Most stories confirm to the so-called Hero's Tale, which is a moral tale for how to live in the world, which in part involves the symbolic death of one's self and subsequent resurrection into something greater than you were before the death of the ego. You fall because there's something wrong with you. You're weak, ignorant, imperfect. You have to journey into that place of profound darkness from which you might not return. In mortal terms, you're removed from the gene pool and those that succeed you and pass along their genes are those with the qualities that will ensure future survival.
In a spiritual sense, you reincarnate and try again, hopefully having learned something and retaining some of what you learned from that failed experience such that you try and do better.
The lessons will continue until they are learned.
In a personal sense, you kill off your old, false beliefs about the world, which is deeply terrifying, but also necessary.
The only way to #HealTheDivide within the world is to first #HealTheDivide within yourself, for the world is a reflection of what's in your heart. Some of you understand that. Some of you think that's a bunch of woo-woo mumbo-jumbo - just some superstitious crap - but it is literally true that the world you experience is more-so a reflection of your own perceptions than of what's actually out there.
You understand mental filters, right?
Same thing. The idea that you are coming from a particular place and see things from a particular vantage that is literally different from what someone else standing elsewhere sees. You both look at the same thing in an objective sense, but your own biases color the way in which you interpret what you're looking at.
To some extent, even your own physiology can play a part in that (blind people, for instance).
We evolved to process sense data in a way that is pragmatically useful to us and aides in our own survival, as opposed to what's actually there. So none of us really sees the whole truth, but facts matter to outcomes so trying to align what's useful with what's truth becomes our goal.
The only way to know what's really true is to check-in with one another and make sure we're all on the same page. That first requires us to know ourselves and our own position thoroughly, and to take stock of its strengths and weaknesses.
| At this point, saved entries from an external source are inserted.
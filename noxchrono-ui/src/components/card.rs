//! Card Component
//!
//! The panel frame every dashboard section sits in.

use leptos::*;

const CARD_CLASS: &str = "rounded-xl bg-surface0/70 backdrop-blur border border-surface1/60 \
     shadow-lg shadow-black/30 p-4 md:p-5 \
     hover:shadow-xl hover:-translate-y-[1px] transition-transform";

/// Inline style for a control tinted with one palette color.
///
/// `fill` is the background strength in percent; the border is always 40%.
pub fn tinted(color: &str, fill: u8) -> String {
    format!(
        "background-color: color-mix(in oklab, var(--color-{color}) {fill}%, transparent); \
         color: var(--color-{color}); \
         border-color: color-mix(in oklab, var(--color-{color}) 40%, transparent)"
    )
}

/// Dashboard card with an optional heading
#[component]
pub fn Card(
    /// Heading shown above the content
    #[prop(optional, into)]
    title: Option<String>,
    /// Extra classes appended to the card frame
    #[prop(optional, into)]
    class: String,
    children: Children,
) -> impl IntoView {
    view! {
        <section class=format!("{} {}", CARD_CLASS, class)>
            {title.map(|title| view! {
                <h2 class="text-sm font-semibold text-subtext1 mb-2 tracking-wide">{title}</h2>
            })}
            {children()}
        </section>
    }
}

#[cfg(test)]
mod tests {
    use super::*;

    #[test]
    fn test_tinted_style() {
        let style = tinted("teal", 20);
        assert!(style.starts_with(
            "background-color: color-mix(in oklab, var(--color-teal) 20%, transparent);"
        ));
        assert!(style.contains("color: var(--color-teal);"));
        assert!(style.ends_with("var(--color-teal) 40%, transparent)"));
    }
}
This in turn requires humility and empathy, a willingness to entertain the idea that we don't know everything, aren't seeing everything, and might in fact be wrong.
That we might be the blind ones or the biased ones.
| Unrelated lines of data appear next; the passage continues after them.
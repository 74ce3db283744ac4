//! Elapsed-Time Accumulator
//!
//! The stopwatch behind the dashboard's center card. A host loop (the
//! browser's animation frames, or the tokio [`driver`]) calls [`ElapsedTimer::tick`]
//! with a monotonic timestamp once per frame; while running, the delta since
//! the previous frame is added to the accumulated time.
//!
//! ## Cancellation
//!
//! Every running period gets a [`TickToken`]. `pause()` and `reset()` retire
//! the token, so a frame callback that was already scheduled when the user
//! paused comes back [`TickOutcome::Stale`] and changes nothing.
//!
//! ```rust
//! use noxchrono::timer::{ElapsedTimer, TickOutcome};
//! use std::time::Duration;
//!
//! let mut timer = ElapsedTimer::new();
//! let token = timer.start().unwrap();
//!
//! assert_eq!(timer.tick(token, Duration::from_millis(0)), TickOutcome::Baseline);
//! timer.tick(token, Duration::from_millis(1500));
//! assert_eq!(timer.readout(), "00:00:01");
//!
//! timer.pause();
//! assert_eq!(timer.tick(token, Duration::from_millis(9000)), TickOutcome::Stale);
//! assert_eq!(timer.accumulated_ms(), 1500);
//! ```

mod format;

#[cfg(feature = "native")]
pub mod driver;

pub use format::{format_hms, format_minutes, Hms};

use std::time::Duration;

/// Label of the toggle control while paused
pub const START_LABEL: &str = "Start";
/// Label of the toggle control while running
pub const PAUSE_LABEL: &str = "Pause";
/// Label of the reset control
pub const RESET_LABEL: &str = "Reset";

#[derive(Debug, Clone, Copy, PartialEq, Eq, Default)]
enum RunState {
    #[default]
    Paused,
    Running,
}

/// Identifies one running period. Ticks carrying an older token are ignored.
#[derive(Debug, Clone, Copy, PartialEq, Eq, Hash)]
pub struct TickToken(u64);

/// What a single tick did to the accumulator
#[derive(Debug, Clone, Copy, PartialEq, Eq)]
pub enum TickOutcome {
    /// First frame of a run; recorded as the baseline, no time added
    Baseline,
    /// Time added since the previous frame
    Advanced(Duration),
    /// The run this tick belonged to is over; nothing changed
    Stale,
}

impl TickOutcome {
    /// Whether the host should request another frame
    pub fn keep_scheduling(&self) -> bool {
        !matches!(self, TickOutcome::Stale)
    }
}

/// Point-in-time view of a timer, cheap to copy into reactive state
#[derive(Debug, Clone, Copy, PartialEq, Eq, Default)]
pub struct TimerSnapshot {
    pub accumulated_ms: u64,
    pub running: bool,
}

impl TimerSnapshot {
    /// `HH:MM:SS` readout
    pub fn readout(&self) -> String {
        format_hms(self.accumulated_ms)
    }

    /// Label for the toggle control: "Start" when paused, "Pause" when running
    pub fn control_label(&self) -> &'static str {
        if self.running {
            PAUSE_LABEL
        } else {
            START_LABEL
        }
    }
}

/// Stopwatch that accumulates frame-to-frame deltas while running
#[derive(Debug, Clone, Default)]
pub struct ElapsedTimer {
    accumulated: Duration,
    state: RunState,
    /// Timestamp of the previous frame in the current run
    last_tick: Option<Duration>,
    generation: u64,
}

impl ElapsedTimer {
    /// Create a paused timer at zero
    pub fn new() -> Self {
        Self::default()
    }

    /// Accumulated time in whole milliseconds
    pub fn accumulated_ms(&self) -> u64 {
        u64::try_from(self.accumulated.as_millis()).unwrap_or(u64::MAX)
    }

    pub fn is_running(&self) -> bool {
        self.state == RunState::Running
    }

    /// Token of the current run, if running
    pub fn token(&self) -> Option<TickToken> {
        self.is_running().then_some(TickToken(self.generation))
    }

    /// Start a new running period.
    ///
    /// Returns the token for the new run, or `None` if the timer was already
    /// running (in which case nothing changes).
    pub fn start(&mut self) -> Option<TickToken> {
        if self.is_running() {
            return None;
        }

        self.generation = self.generation.wrapping_add(1);
        self.state = RunState::Running;
        self.last_tick = None;

        tracing::debug!(
            generation = self.generation,
            accumulated_ms = self.accumulated_ms(),
            "timer started"
        );
        Some(TickToken(self.generation))
    }

    /// Stop the current running period, keeping the accumulated time.
    ///
    /// Returns `false` if the timer was already paused.
    pub fn pause(&mut self) -> bool {
        if !self.is_running() {
            return false;
        }

        self.retire_run();
        tracing::debug!(accumulated_ms = self.accumulated_ms(), "timer paused");
        true
    }

    /// Pause if running, start otherwise. Returns the new run's token when started.
    pub fn toggle(&mut self) -> Option<TickToken> {
        if self.is_running() {
            self.pause();
            None
        } else {
            self.start()
        }
    }

    /// Zero the accumulated time and stop, from any state
    pub fn reset(&mut self) {
        self.retire_run();
        self.accumulated = Duration::ZERO;
        tracing::debug!("timer reset");
    }

    /// Deliver one frame timestamp.
    ///
    /// `at` is measured from any fixed monotonic origin chosen by the host.
    /// A timestamp earlier than the previous one adds nothing and becomes the
    /// new baseline, so accumulated time never decreases.
    pub fn tick(&mut self, token: TickToken, at: Duration) -> TickOutcome {
        if !self.is_running() || token.0 != self.generation {
            return TickOutcome::Stale;
        }

        let outcome = match self.last_tick {
            None => TickOutcome::Baseline,
            Some(previous) => {
                let delta = at.saturating_sub(previous);
                self.accumulated = self.accumulated.saturating_add(delta);
                TickOutcome::Advanced(delta)
            }
        };

        self.last_tick = Some(at);
        outcome
    }

    pub fn snapshot(&self) -> TimerSnapshot {
        TimerSnapshot {
            accumulated_ms: self.accumulated_ms(),
            running: self.is_running(),
        }
    }

    /// `HH:MM:SS` readout of the accumulated time
    pub fn readout(&self) -> String {
        Hms::from_duration(self.accumulated).to_string()
    }

    /// Label for the toggle control
    pub fn control_label(&self) -> &'static str {
        self.snapshot().control_label()
    }

    fn retire_run(&mut self) {
        self.generation = self.generation.wrapping_add(1);
        self.state = RunState::Paused;
        self.last_tick = None;
    }
}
That hurts to admit, because being wrong is painful. Being wrong means death, but better that we kill off that part of ourselves before it kills the rest of us completely. To cut out the cancer within and put out the fires inside us before they consume us.
Life is a journey. One we're all on together and which never really ends. We're all still traveling, all still learning, all still growing, all still evolving. If we allow ourselves to get derailed by these petty nothing arguments, it's going to kill us. I mean that both literally and figuratively. None of us has the energy or the resources to deal with all the world's problems. Most of us don't even have the energy to deal with our own, but that is the place we have to start, and it's at once both the easiest and hardest thing to do, because who wants to change? Who enjoys having to lose a part of themselves?
But it's something we have to do. We need to just let these petty nothings die, let the past die, let those parts of ourselves die that no longer serve us. To stop getting distracted on the road to life and keep moving forward towards the bigger goal, which is finding ourselves and each other in the darkness, somewhere in the middle.
It's a long hard road, but every step you take is one more than the person who stopped where you are now. Keep going and remember what you're heading towards.